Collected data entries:

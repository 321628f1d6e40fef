use std::fmt;

/// One record that failed inside a pass. Collected per batch and logged
/// once at the end, never silently discarded.
#[derive(Debug, Clone)]
pub struct ItemFailure {
    pub unique_id: String,
    pub error: String,
}

/// Stats from a requeue pass.
#[derive(Debug, Default)]
pub struct RequeueStats {
    pub missing: u64,
    pub published: u64,
    pub failed: u64,
}

impl fmt::Display for RequeueStats {
    fn fmt(&self, f: &mut fmt::Formatter<'_>) -> fmt::Result {
        writeln!(f, "\n=== Requeue Pass Complete ===")?;
        writeln!(f, "Missing records:   {}", self.missing)?;
        writeln!(f, "Published:         {}", self.published)?;
        writeln!(f, "Publish failures:  {}", self.failed)?;
        Ok(())
    }
}

/// Stats from a registry pass.
#[derive(Debug, Default)]
pub struct RegisterStats {
    pub missing: u64,
    pub inserted: u64,
    pub duplicates: u64,
    pub failed: u64,
}

impl fmt::Display for RegisterStats {
    fn fmt(&self, f: &mut fmt::Formatter<'_>) -> fmt::Result {
        writeln!(f, "\n=== Registry Pass Complete ===")?;
        writeln!(f, "Missing records:   {}", self.missing)?;
        writeln!(f, "Entries inserted:  {}", self.inserted)?;
        writeln!(f, "Duplicates skipped:{}", self.duplicates)?;
        writeln!(f, "Insert failures:   {}", self.failed)?;
        Ok(())
    }
}

/// Stats from a master-update pass.
#[derive(Debug, Default)]
pub struct MasterStats {
    pub updated: u64,
    pub inserted: u64,
    pub stale: u64,
    pub total_records: u64,
}

impl fmt::Display for MasterStats {
    fn fmt(&self, f: &mut fmt::Formatter<'_>) -> fmt::Result {
        writeln!(f, "\n=== Master Update Complete ===")?;
        writeln!(f, "Records updated:   {}", self.updated)?;
        writeln!(f, "Records inserted:  {}", self.inserted)?;
        writeln!(f, "Marked stale:      {}", self.stale)?;
        writeln!(f, "Master records:    {}", self.total_records)?;
        Ok(())
    }
}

WORK TO COMPLETE => If a line of the data above contains "published", copy it out.

COMPLETED TASK =>
    pub published: u64,
        writeln!(f, "Published:         {}", self.published)?;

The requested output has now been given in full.